Top of DATA SHOWN

//! Core identifier and shared runtime types used across the engine.

use serde::{Deserialize, Serialize};

/// Unique identifier for a rehearsal session.
pub type SessionId = String;

/// Unique identifier for a panelist agent.
pub type AgentId = String;

/// Unique identifier for an exchange.
pub type ExchangeId = String;

/// Unique identifier for a transcript segment.
pub type SegmentId = String;

/// Unique identifier for an extracted claim.
pub type ClaimId = String;

/// Who produced a unit of speech.
#[derive(Debug, Clone, PartialEq, Eq, Hash, Serialize, Deserialize)]
#[serde(rename_all = "snake_case")]
pub enum Speaker {
    /// The human presenter.
    Presenter,
    /// The session moderator voice (coordinator-driven).
    Moderator,
    /// A panelist agent.
    Panelist(AgentId),
}

impl Speaker {
    /// Whether this speaker is the presenter.
    pub fn is_presenter(&self) -> bool {
        matches!(self, Self::Presenter)
    }

    /// The agent id, if this speaker is a panelist.
    pub fn agent_id(&self) -> Option<&str> {
        match self {
            Self::Panelist(id) => Some(id),
            _ => None,
        }
    }

    /// Stable key identifying this speaker's stream for ordering checks.
    pub fn stream_key(&self) -> String {
        match self {
            Self::Presenter => "presenter".to_string(),
            Self::Moderator => "moderator".to_string(),
            Self::Panelist(id) => format!("panelist:{}", id),
        }
    }
}

impl std::fmt::Display for Speaker {
    fn fmt(&self, f: &mut std::fmt::Formatter<'_>) -> std::fmt::Result {
        match self {
            Self::Presenter => write!(f, "presenter"),
            Self::Moderator => write!(f, "moderator"),
            Self::Panelist(id) => write!(f, "panelist:{}", id),
        }
    }
}

/// Runtime state of a panelist agent.
///
/// `Loading` is the pre-session warmup phase; `Cooldown` is entered only on
/// session termination and is terminal. Normal turn-taking never passes
/// through `Cooldown` — post-exchange suppression is handled by the per-agent
/// cooldown timer instead.
#[derive(Debug, Clone, Copy, PartialEq, Eq, Hash, Serialize, Deserialize)]
#[serde(rename_all = "snake_case")]
pub enum AgentState {
    /// Persona and claims loading, observing warmup speech.
    Loading,
    /// Passively following the presentation.
    Listening,
    /// Running the ask-now heuristic.
    Evaluating,
    /// A candidate generation call is in flight.
    Generating,
    /// Holding a validated candidate, floor requested or requestable.
    Ready,
    /// Holding the floor in an active exchange.
    InExchange,
    /// Session has ended — terminal.
    Cooldown,
}

impl AgentState {
    /// Whether this is the terminal state.
    pub fn is_terminal(self) -> bool {
        matches!(self, Self::Cooldown)
    }

    /// Valid transitions from this state.
    pub fn valid_transitions(self) -> &'static [AgentState] {
        match self {
            Self::Loading => &[Self::Listening],
            Self::Listening => &[Self::Evaluating, Self::Cooldown],
            Self::Evaluating => &[Self::Generating, Self::Listening],
            Self::Generating => &[Self::Ready, Self::Evaluating, Self::Listening],
            Self::Ready => &[Self::InExchange, Self::Evaluating, Self::Listening],
            Self::InExchange => &[Self::Listening],
            Self::Cooldown => &[],
        }
    }

    /// Whether a transition to `to` is legal.
    pub fn can_advance_to(self, to: AgentState) -> bool {
        self.valid_transitions().contains(&to)
    }
}

impl std::fmt::Display for AgentState {
    fn fmt(&self, f: &mut std::fmt::Formatter<'_>) -> std::fmt::Result {
        match self {
            Self::Loading => write!(f, "loading"),
            Self::Listening => write!(f, "listening"),
            Self::Evaluating => write!(f, "evaluating"),
            Self::Generating => write!(f, "generating"),
            Self::Ready => write!(f, "ready"),
            Self::InExchange => write!(f, "in_exchange"),
            Self::Cooldown => write!(f, "cooldown"),
        }
    }
}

Bottom of DATA SHOWN

PROMPT — Set the data down again in full. Keep it exact.

ANSWER SECTION —
//! Core identifier and shared runtime types used across the engine.

use serde::{Deserialize, Serialize};

/// Unique identifier for a rehearsal session.
pub type SessionId = String;

/// Unique identifier for a panelist agent.
pub type AgentId = String;

/// Unique identifier for an exchange.
pub type ExchangeId = String;

/// Unique identifier for a transcript segment.
pub type SegmentId = String;

/// Unique identifier for an extracted claim.
pub type ClaimId = String;

/// Who produced a unit of speech.
#[derive(Debug, Clone, PartialEq, Eq, Hash, Serialize, Deserialize)]
#[serde(rename_all = "snake_case")]
pub enum Speaker {
    /// The human presenter.
    Presenter,
    /// The session moderator voice (coordinator-driven).
    Moderator,
    /// A panelist agent.
    Panelist(AgentId),
}

impl Speaker {
    /// Whether this speaker is the presenter.
    pub fn is_presenter(&self) -> bool {
        matches!(self, Self::Presenter)
    }

    /// The agent id, if this speaker is a panelist.
    pub fn agent_id(&self) -> Option<&str> {
        match self {
            Self::Panelist(id) => Some(id),
            _ => None,
        }
    }

    /// Stable key identifying this speaker's stream for ordering checks.
    pub fn stream_key(&self) -> String {
        match self {
            Self::Presenter => "presenter".to_string(),
            Self::Moderator => "moderator".to_string(),
            Self::Panelist(id) => format!("panelist:{}", id),
        }
    }
}

impl std::fmt::Display for Speaker {
    fn fmt(&self, f: &mut std::fmt::Formatter<'_>) -> std::fmt::Result {
        match self {
            Self::Presenter => write!(f, "presenter"),
            Self::Moderator => write!(f, "moderator"),
            Self::Panelist(id) => write!(f, "panelist:{}", id),
        }
    }
}

/// Runtime state of a panelist agent.
///
/// `Loading` is the pre-session warmup phase; `Cooldown` is entered only on
/// session termination and is terminal. Normal turn-taking never passes
/// through `Cooldown` — post-exchange suppression is handled by the per-agent
/// cooldown timer instead.
#[derive(Debug, Clone, Copy, PartialEq, Eq, Hash, Serialize, Deserialize)]
#[serde(rename_all = "snake_case")]
pub enum AgentState {
    /// Persona and claims loading, observing warmup speech.
    Loading,
    /// Passively following the presentation.
    Listening,
    /// Running the ask-now heuristic.
    Evaluating,
    /// A candidate generation call is in flight.
    Generating,
    /// Holding a validated candidate, floor requested or requestable.
    Ready,
    /// Holding the floor in an active exchange.
    InExchange,
    /// Session has ended — terminal.
    Cooldown,
}

impl AgentState {
    /// Whether this is the terminal state.
    pub fn is_terminal(self) -> bool {
        matches!(self, Self::Cooldown)
    }

    /// Valid transitions from this state.
    pub fn valid_transitions(self) -> &'static [AgentState] {
        match self {
            Self::Loading => &[Self::Listening],
            Self::Listening => &[Self::Evaluating, Self::Cooldown],
            Self::Evaluating => &[Self::Generating, Self::Listening],
            Self::Generating => &[Self::Ready, Self::Evaluating, Self::Listening],
            Self::Ready => &[Self::InExchange, Self::Evaluating, Self::Listening],
            Self::InExchange => &[Self::Listening],
            Self::Cooldown => &[],
        }
    }

    /// Whether a transition to `to` is legal.
    pub fn can_advance_to(self, to: AgentState) -> bool {
        self.valid_transitions().contains(&to)
    }
}

impl std::fmt::Display for AgentState {
    fn fmt(&self, f: &mut std::fmt::Formatter<'_>) -> std::fmt::Result {
        match self {
            Self::Loading => write!(f, "loading"),
            Self::Listening => write!(f, "listening"),
            Self::Evaluating => write!(f, "evaluating"),
            Self::Generating => write!(f, "generating"),
            Self::Ready => write!(f, "ready"),
            Self::InExchange => write!(f, "in_exchange"),
            Self::Cooldown => write!(f, "cooldown"),
        }
    }
}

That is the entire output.